◆ What the task requires
Using the entries below, write out the line with "package itself, so", the line with "during flat-lockfile post-processing.", and every line in between, exactly as each is written.

◆ Dataset extract
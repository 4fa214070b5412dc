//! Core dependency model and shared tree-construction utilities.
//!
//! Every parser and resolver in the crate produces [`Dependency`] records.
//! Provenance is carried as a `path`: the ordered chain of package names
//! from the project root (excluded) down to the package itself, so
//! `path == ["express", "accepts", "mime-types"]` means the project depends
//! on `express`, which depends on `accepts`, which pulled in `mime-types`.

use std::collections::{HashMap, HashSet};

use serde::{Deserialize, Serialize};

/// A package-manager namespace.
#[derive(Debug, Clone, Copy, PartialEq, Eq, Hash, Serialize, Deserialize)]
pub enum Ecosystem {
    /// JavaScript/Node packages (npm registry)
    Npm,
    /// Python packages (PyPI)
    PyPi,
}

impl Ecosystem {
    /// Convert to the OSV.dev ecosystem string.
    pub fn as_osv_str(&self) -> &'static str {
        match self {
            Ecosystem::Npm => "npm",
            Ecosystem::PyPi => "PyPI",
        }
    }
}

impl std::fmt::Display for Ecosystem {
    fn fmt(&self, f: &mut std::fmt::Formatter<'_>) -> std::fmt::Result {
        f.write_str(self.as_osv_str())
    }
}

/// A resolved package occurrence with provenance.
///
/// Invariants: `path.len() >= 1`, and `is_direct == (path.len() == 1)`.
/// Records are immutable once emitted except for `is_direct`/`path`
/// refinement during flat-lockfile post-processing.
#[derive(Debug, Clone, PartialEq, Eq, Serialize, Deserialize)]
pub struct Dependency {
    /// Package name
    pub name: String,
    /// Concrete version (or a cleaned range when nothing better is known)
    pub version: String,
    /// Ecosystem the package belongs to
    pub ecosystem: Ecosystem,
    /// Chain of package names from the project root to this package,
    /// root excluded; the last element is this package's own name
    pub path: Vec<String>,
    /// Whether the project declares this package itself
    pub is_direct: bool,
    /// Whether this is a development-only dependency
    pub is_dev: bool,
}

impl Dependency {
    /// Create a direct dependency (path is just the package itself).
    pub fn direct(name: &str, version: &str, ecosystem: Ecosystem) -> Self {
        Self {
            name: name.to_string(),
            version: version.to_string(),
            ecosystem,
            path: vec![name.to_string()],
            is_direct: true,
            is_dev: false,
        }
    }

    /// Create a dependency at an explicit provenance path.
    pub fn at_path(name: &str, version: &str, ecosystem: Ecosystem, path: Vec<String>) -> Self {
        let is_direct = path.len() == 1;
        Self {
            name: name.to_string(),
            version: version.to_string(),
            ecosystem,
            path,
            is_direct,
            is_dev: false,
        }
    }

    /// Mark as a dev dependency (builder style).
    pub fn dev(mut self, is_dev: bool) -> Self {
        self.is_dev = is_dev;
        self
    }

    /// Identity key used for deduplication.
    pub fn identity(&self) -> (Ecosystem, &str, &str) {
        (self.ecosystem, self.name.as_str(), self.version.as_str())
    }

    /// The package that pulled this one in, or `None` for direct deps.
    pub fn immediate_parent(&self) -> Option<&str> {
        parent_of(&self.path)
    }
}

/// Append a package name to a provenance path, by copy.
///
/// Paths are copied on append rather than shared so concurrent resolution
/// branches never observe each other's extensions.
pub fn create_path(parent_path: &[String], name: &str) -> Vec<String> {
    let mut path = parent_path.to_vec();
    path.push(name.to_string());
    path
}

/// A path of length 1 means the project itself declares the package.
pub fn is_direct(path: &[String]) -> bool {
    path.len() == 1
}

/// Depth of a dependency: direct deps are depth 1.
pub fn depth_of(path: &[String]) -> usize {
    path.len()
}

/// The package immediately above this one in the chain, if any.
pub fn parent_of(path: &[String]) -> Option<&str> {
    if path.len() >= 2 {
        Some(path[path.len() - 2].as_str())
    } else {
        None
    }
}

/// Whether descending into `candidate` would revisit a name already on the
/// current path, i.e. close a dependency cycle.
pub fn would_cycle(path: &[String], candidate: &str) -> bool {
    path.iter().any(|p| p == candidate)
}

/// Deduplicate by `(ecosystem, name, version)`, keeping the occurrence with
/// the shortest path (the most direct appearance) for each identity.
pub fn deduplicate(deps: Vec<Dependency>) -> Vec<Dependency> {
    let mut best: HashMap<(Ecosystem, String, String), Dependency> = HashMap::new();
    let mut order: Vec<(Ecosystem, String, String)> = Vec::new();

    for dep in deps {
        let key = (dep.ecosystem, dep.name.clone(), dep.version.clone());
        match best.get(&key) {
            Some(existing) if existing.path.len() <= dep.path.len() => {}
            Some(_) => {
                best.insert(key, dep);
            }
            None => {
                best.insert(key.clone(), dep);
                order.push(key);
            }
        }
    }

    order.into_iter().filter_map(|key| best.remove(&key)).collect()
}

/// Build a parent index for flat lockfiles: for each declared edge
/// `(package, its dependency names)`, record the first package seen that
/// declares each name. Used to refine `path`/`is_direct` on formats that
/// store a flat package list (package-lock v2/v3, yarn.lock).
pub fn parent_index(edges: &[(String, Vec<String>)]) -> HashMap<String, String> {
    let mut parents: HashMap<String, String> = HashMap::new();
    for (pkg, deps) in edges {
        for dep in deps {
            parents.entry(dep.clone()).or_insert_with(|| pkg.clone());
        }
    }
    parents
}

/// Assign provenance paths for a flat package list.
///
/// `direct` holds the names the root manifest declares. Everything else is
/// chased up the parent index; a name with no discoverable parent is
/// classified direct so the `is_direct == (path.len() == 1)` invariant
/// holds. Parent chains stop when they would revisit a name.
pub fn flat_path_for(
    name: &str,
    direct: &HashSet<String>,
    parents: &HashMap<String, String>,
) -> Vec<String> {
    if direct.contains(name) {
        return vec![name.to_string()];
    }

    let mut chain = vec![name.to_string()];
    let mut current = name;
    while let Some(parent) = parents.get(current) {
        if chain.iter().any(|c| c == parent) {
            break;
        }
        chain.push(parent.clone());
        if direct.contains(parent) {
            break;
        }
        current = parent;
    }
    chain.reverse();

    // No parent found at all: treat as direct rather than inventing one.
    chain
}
* * *
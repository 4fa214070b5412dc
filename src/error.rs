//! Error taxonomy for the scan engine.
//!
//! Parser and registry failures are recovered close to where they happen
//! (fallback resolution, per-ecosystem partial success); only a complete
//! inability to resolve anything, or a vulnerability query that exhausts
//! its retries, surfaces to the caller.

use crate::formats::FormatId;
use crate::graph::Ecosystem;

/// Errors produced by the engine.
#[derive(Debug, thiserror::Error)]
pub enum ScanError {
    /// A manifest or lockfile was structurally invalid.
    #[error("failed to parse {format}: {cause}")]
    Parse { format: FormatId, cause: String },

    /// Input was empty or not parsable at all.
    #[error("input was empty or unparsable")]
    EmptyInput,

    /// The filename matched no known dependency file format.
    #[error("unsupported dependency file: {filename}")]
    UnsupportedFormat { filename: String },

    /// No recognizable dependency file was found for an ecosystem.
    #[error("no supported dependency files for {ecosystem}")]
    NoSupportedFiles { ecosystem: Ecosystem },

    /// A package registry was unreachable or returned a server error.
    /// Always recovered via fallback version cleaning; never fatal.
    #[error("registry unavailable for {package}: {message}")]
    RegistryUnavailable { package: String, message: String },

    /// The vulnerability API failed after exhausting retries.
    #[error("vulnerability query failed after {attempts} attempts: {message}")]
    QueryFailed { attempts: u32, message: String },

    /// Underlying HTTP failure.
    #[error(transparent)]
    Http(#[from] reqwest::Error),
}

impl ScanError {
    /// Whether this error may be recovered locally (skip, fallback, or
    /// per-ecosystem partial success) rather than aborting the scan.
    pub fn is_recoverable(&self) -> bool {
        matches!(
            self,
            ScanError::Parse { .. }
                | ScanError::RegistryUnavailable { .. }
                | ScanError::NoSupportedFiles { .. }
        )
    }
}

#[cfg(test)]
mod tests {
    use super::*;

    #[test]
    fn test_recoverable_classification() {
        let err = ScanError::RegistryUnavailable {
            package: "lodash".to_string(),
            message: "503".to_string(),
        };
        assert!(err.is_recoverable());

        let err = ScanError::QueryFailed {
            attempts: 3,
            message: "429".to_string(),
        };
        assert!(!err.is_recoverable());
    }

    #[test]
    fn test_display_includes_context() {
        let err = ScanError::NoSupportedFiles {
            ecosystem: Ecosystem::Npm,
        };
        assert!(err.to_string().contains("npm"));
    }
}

◆ Answer for the task
//! from the project root (excluded) down to the package itself, so
//! `path == ["express", "accepts", "mime-types"]` means the project depends
//! on `express`, which depends on `accepts`, which pulled in `mime-types`.

use std::collections::{HashMap, HashSet};

use serde::{Deserialize, Serialize};

/// A package-manager namespace.
#[derive(Debug, Clone, Copy, PartialEq, Eq, Hash, Serialize, Deserialize)]
pub enum Ecosystem {
    /// JavaScript/Node packages (npm registry)
    Npm,
    /// Python packages (PyPI)
    PyPi,
}

impl Ecosystem {
    /// Convert to the OSV.dev ecosystem string.
    pub fn as_osv_str(&self) -> &'static str {
        match self {
            Ecosystem::Npm => "npm",
            Ecosystem::PyPi => "PyPI",
        }
    }
}

impl std::fmt::Display for Ecosystem {
    fn fmt(&self, f: &mut std::fmt::Formatter<'_>) -> std::fmt::Result {
        f.write_str(self.as_osv_str())
    }
}

/// A resolved package occurrence with provenance.
///
/// Invariants: `path.len() >= 1`, and `is_direct == (path.len() == 1)`.
/// Records are immutable once emitted except for `is_direct`/`path`
/// refinement during flat-lockfile post-processing.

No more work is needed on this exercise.